The case made its way to the Supreme Court, and the justices were left to decide what circumstances could a plaintiff allege illegal pay discrimination under Title VII, given that the disparate pay is received during the statutory limitations period, but is also the result of intentionally discriminatory pay decisions that occurred outside the period. The majority ruled in favor of Goodyear, that discriminatory intent “must occur during the 180-day statutory period, and thus, Ledbetter’s claim was untimely filed.”
However, Ginsburg dissented from the majority. Joined by Justices Steven, Souter, and Bryer, she argued that pay disparities are not the same as discrimination that’s obvious, like holding back a promotion or firing someone abruptly, as those kinds allow the employee to recognize it immediately and take action. Ginsburg articulated that pay discrimination is “hidden from sight,” occurring little by little over an extended period of time, explaining that the ideal approach to view salary setting as would be to “treat each payment of a wage or salary infected sex-based discrimination’ as an unlawful employment practice.”
The Lilly Ledbetter Fair Pay Act was signed into law in 2009, “which reversed the Supreme Court’s decision and makes it clear that each discriminatory paycheck resets the 180-day limit to file a claim, helping to ensure that individuals subjected to illegal pay discrimination may effectively assert their rights.”
Notorious RBG lives on
Her career as a women’s rights activist and Supreme Court Justice bled into pop culture as well. She became an icon, appearing in children’s books, movies, stickers, and more. She earned the nickname of “Notorious RBG,” a play on rapper Biggie Smalls’ Notorious B.I.G. nickname, when New York University law student Shana Knizhink coined the nickname in 2013. Ginsburg told NBC in 2017 that Knizhink started a Notorious RBG blog on Tumblr after being disappointed in the Supreme Court’s decision in the Shelby County case, “the decision that held a key part of the Voting Rights Act of 1965 no longer constitutional.” Turning her anger into something positive, she blogged about Ginsburg’s dissent, and it took off.

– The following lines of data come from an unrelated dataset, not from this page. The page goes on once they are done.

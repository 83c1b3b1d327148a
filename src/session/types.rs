// src/session/types.rs — Session snapshot and lifecycle status

use chrono::{DateTime, Utc};
use serde::Serialize;

use super::accumulator::ChunkAccumulator;
use crate::transport::FastAnswer;

#[derive(Debug, Clone, Copy, PartialEq, Eq, Serialize)]
pub enum SessionStatus {
    Idle,
    AwaitingFastAnswer,
    Streaming,
    Completed,
    Failed,
    Interrupted,
}

impl SessionStatus {
    /// A request or channel is in flight.
    pub fn is_active(self) -> bool {
        matches!(
            self,
            SessionStatus::AwaitingFastAnswer | SessionStatus::Streaming
        )
    }

    pub fn is_terminal(self) -> bool {
        matches!(
            self,
            SessionStatus::Completed | SessionStatus::Failed | SessionStatus::Interrupted
        )
    }

    pub fn is_retryable(self) -> bool {
        matches!(self, SessionStatus::Failed | SessionStatus::Interrupted)
    }
}

impl std::fmt::Display for SessionStatus {
    fn fmt(&self, f: &mut std::fmt::Formatter<'_>) -> std::fmt::Result {
        let s = match self {
            SessionStatus::Idle => "idle",
            SessionStatus::AwaitingFastAnswer => "awaiting fast answer",
            SessionStatus::Streaming => "streaming",
            SessionStatus::Completed => "completed",
            SessionStatus::Failed => "failed",
            SessionStatus::Interrupted => "interrupted",
        };
        f.write_str(s)
    }
}

/// The single active question and everything known about its answers.
#[derive(Debug, Clone, Serialize)]
#[serde(rename_all = "camelCase")]
pub struct Session {
    /// Assigned by the upstream on initiation.
    pub id: Option<String>,
    pub question: String,
    pub fast_answer: Option<FastAnswer>,
    #[serde(flatten)]
    pub(crate) streamed: ChunkAccumulator,
    pub status: SessionStatus,
    pub error: Option<String>,
    pub started_at: Option<DateTime<Utc>>,
    pub stream_started_at: Option<DateTime<Utc>>,
}

impl Session {
    pub fn idle() -> Self {
        Self {
            id: None,
            question: String::new(),
            fast_answer: None,
            streamed: ChunkAccumulator::new(),
            status: SessionStatus::Idle,
            error: None,
            started_at: None,
            stream_started_at: None,
        }
    }

    pub(crate) fn begin(question: &str) -> Self {
        let mut streamed = ChunkAccumulator::new();
        streamed.reset();
        Self {
            question: question.to_string(),
            streamed,
            status: SessionStatus::AwaitingFastAnswer,
            started_at: Some(Utc::now()),
            ..Self::idle()
        }
    }

    pub fn streamed_answer(&self) -> &str {
        self.streamed.text()
    }

    pub fn fragment_count(&self) -> usize {
        self.streamed.fragment_count()
    }

    pub fn stream_elapsed_ms(&self) -> u64 {
        self.streamed.sampled_ms()
    }

    pub fn fast_answer_id(&self) -> Option<&str> {
        self.fast_answer.as_ref().and_then(|f| f.id.as_deref())
    }
}

impl Default for Session {
    fn default() -> Self {
        Self::idle()
    }
}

Her seat on the Supreme Court is now up to be filled, and President Trump is attempting to fill her seat with Amy Coney Barret before the presidential election, someone whose views are drastically different than Ginsburg’s. However, it’s undeniable that there won’t be another Ruth Bader Ginsburg, she was uniquely herself and advocated for those who lacked a voice.

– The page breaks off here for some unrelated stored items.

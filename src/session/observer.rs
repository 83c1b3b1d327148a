// src/session/observer.rs — Synchronous snapshot subscribers

use super::types::Session;

pub type Observer = Box<dyn Fn(&Session) + Send>;

#[derive(Debug, Clone, Copy, PartialEq, Eq, Hash)]
pub struct SubscriptionId(u64);

/// Observer list notified in subscription order on every change.
#[derive(Default)]
pub struct Observers {
    next_id: u64,
    entries: Vec<(SubscriptionId, Observer)>,
}

impl Observers {
    pub fn subscribe(&mut self, observer: impl Fn(&Session) + Send + 'static) -> SubscriptionId {
        let id = SubscriptionId(self.next_id);
        self.next_id += 1;
        self.entries.push((id, Box::new(observer)));
        id
    }

    pub fn unsubscribe(&mut self, id: SubscriptionId) -> bool {
        let before = self.entries.len();
        self.entries.retain(|(sid, _)| *sid != id);
        self.entries.len() != before
    }

    pub fn notify(&self, session: &Session) {
        for (_, observer) in &self.entries {
            observer(session);
        }
    }

    pub fn is_empty(&self) -> bool {
        self.entries.is_empty()
    }
}
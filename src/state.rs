//! Shared application state.

use std::sync::Arc;

use crate::collaborators::Collaborators;
use crate::config::ServerConfig;
use crate::core::realtime::{ProviderSettings, RealtimeGateway};
use crate::core::vad::VadTuning;
use crate::session::registry::SessionRegistry;

/// Everything a handler needs, cheaply clonable.
#[derive(Clone)]
pub struct AppState {
    pub gateway: Arc<RealtimeGateway>,
    pub registry: Arc<SessionRegistry>,
    pub collaborators: Collaborators,
    pub vad: VadTuning,
}

impl AppState {
    pub fn new(config: &ServerConfig, collaborators: Collaborators) -> Self {
        let settings = ProviderSettings {
            base_url: config.provider.base_url.clone(),
            api_key: config.provider.api_key.clone(),
        };
        let registry = Arc::new(SessionRegistry::new(
            config.worker_id.clone(),
            config.worker_address.clone(),
            config.session_ttl,
        ));

        Self {
            gateway: Arc::new(RealtimeGateway::new(settings, collaborators.clone())),
            registry,
            collaborators,
            vad: config.vad,
        }
    }
}
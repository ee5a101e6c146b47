//! HTTP/WebSocket route assembly.

pub mod media;

use axum::routing::get;
use axum::Router;

use crate::state::AppState;

/// Full application router: media websocket plus liveness probe.
pub fn create_router(state: AppState) -> Router {
    Router::new()
        .merge(media::create_media_router())
        .route("/healthz", get(healthz))
        .with_state(state)
}

async fn healthz() -> &'static str {
    "ok"
}
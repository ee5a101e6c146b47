//! Core subsystems: audio codec, turn detection, the AI realtime leg, and
//! tool dispatch.

pub mod audio;
pub mod realtime;
pub mod tools;
pub mod vad;
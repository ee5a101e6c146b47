//! Call lifecycle: the per-call state machine and the registry that makes
//! live calls addressable by id.

pub mod call;
pub mod registry;

pub use registry::{SessionHandle, SessionRegistry, SessionResolution};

*Amicus brief: according to the Public Health Law Center at Mitchell Hamline School of Law, “amicus briefs are legal documents filed in appellate court cases by non-litigants with a strong interest in the subject matter.” Such briefings advise the court of any relevant or additional information and/or arguments that the court may take into consideration. An amicus brief is filed by an outside party, hence nearly anyone who is interested in a case can file a brief.